> **Task description**
Nothing should differ between your answer and the records.

(Collected data)

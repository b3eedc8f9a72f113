use crate::entry::Entry;


/// The attributes of a new entry, ready to be sent as an add request.
pub type AddList = Vec<(String, Vec<Vec<u8>>)>;


/// One attribute-level operation of a modify request.
///
/// Replacing the values of an attribute is expressed as a `Delete` of the
/// whole attribute followed by an `Add` of the new values.
#[derive(Clone, Debug, Eq, Hash, Ord, PartialEq, PartialOrd)]
pub enum Change {
    Add {
        attribute: String,
        values: Vec<Vec<u8>>,
    },

    /// Removes the given values, or the whole attribute if `values` is `None`.
    Delete {
        attribute: String,
        values: Option<Vec<Vec<u8>>>,
    },
}
impl Change {
    pub fn add<N: Into<String>>(attribute: N, values: Vec<Vec<u8>>) -> Self {
        Self::Add { attribute: attribute.into(), values }
    }

    pub fn delete_attribute<N: Into<String>>(attribute: N) -> Self {
        Self::Delete { attribute: attribute.into(), values: None }
    }

    pub fn delete_values<N: Into<String>>(attribute: N, values: Vec<Vec<u8>>) -> Self {
        Self::Delete { attribute: attribute.into(), values: Some(values) }
    }

    pub fn attribute(&self) -> &str {
        match self {
            Self::Add { attribute, .. } => attribute,
            Self::Delete { attribute, .. } => attribute,
        }
    }

    /// The values carried by this operation; `None` for a whole-attribute delete.
    pub fn values(&self) -> Option<&[Vec<u8>]> {
        match self {
            Self::Add { values, .. } => Some(values),
            Self::Delete { values, .. } => values.as_deref(),
        }
    }

    pub fn is_add(&self) -> bool { matches!(self, Self::Add { .. }) }
    pub fn is_delete(&self) -> bool { matches!(self, Self::Delete { .. }) }
}


/// Applies a list of changes to a copy of an entry, the way a directory
/// server would apply a modify request.
///
/// Attribute type names are matched case-insensitively. Deleting values that
/// are not present is a no-op here (a server would reject it).
pub fn apply_changes(entry: &Entry, changes: &[Change]) -> Entry {
    let mut result = entry.clone();
    for change in changes {
        match change {
            Change::Add { attribute, values } => {
                match result.get_folded_mut(attribute) {
                    Some(existing) => existing.values.extend(values.iter().cloned()),
                    None => result.insert(attribute.clone(), values.iter().cloned()),
                }
            },
            Change::Delete { attribute, values: None } => {
                result.remove_folded(attribute);
            },
            Change::Delete { attribute, values: Some(values) } => {
                let now_empty = match result.get_folded_mut(attribute) {
                    Some(existing) => {
                        existing.values.retain(|v| !values.contains(v));
                        existing.values.is_empty()
                    },
                    None => false,
                };
                if now_empty {
                    result.remove_folded(attribute);
                }
            },
        }
    }
    result
}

> **Answer to this problem**
repository b3eedc8f9a72f113
use crate::entry::Entry;


/// The attributes of a new entry, ready to be sent as an add request.
pub type AddList = Vec<(String, Vec<Vec<u8>>)>;


/// One attribute-level operation of a modify request.
///
/// Replacing the values of an attribute is expressed as a `Delete` of the
/// whole attribute followed by an `Add` of the new values.
#[derive(Clone, Debug, Eq, Hash, Ord, PartialEq, PartialOrd)]
pub enum Change {
    Add {
        attribute: String,
        values: Vec<Vec<u8>>,
    },

    /// Removes the given values, or the whole attribute if `values` is `None`.
    Delete {
        attribute: String,
        values: Option<Vec<Vec<u8>>>,
    },
}
impl Change {
    pub fn add<N: Into<String>>(attribute: N, values: Vec<Vec<u8>>) -> Self {
        Self::Add { attribute: attribute.into(), values }
    }

    pub fn delete_attribute<N: Into<String>>(attribute: N) -> Self {
        Self::Delete { attribute: attribute.into(), values: None }
    }

    pub fn delete_values<N: Into<String>>(attribute: N, values: Vec<Vec<u8>>) -> Self {
        Self::Delete { attribute: attribute.into(), values: Some(values) }
    }

    pub fn attribute(&self) -> &str {
        match self {
            Self::Add { attribute, .. } => attribute,
            Self::Delete { attribute, .. } => attribute,
        }
    }

    /// The values carried by this operation; `None` for a whole-attribute delete.
    pub fn values(&self) -> Option<&[Vec<u8>]> {
        match self {
            Self::Add { values, .. } => Some(values),
            Self::Delete { values, .. } => values.as_deref(),
        }
    }

    pub fn is_add(&self) -> bool { matches!(self, Self::Add { .. }) }
    pub fn is_delete(&self) -> bool { matches!(self, Self::Delete { .. }) }
}


/// Applies a list of changes to a copy of an entry, the way a directory
/// server would apply a modify request.
///
/// Attribute type names are matched case-insensitively. Deleting values that
/// are not present is a no-op here (a server would reject it).
pub fn apply_changes(entry: &Entry, changes: &[Change]) -> Entry {
    let mut result = entry.clone();
    for change in changes {
        match change {
            Change::Add { attribute, values } => {
                match result.get_folded_mut(attribute) {
                    Some(existing) => existing.values.extend(values.iter().cloned()),
                    None => result.insert(attribute.clone(), values.iter().cloned()),
                }
            },
            Change::Delete { attribute, values: None } => {
                result.remove_folded(attribute);
            },
            Change::Delete { attribute, values: Some(values) } => {
                let now_empty = match result.get_folded_mut(attribute) {
                    Some(existing) => {
                        existing.values.retain(|v| !values.contains(v));
                        existing.values.is_empty()
                    },
                    None => false,
                };
                if now_empty {
                    result.remove_folded(attribute);
                }
            },
        }
    }
    result
}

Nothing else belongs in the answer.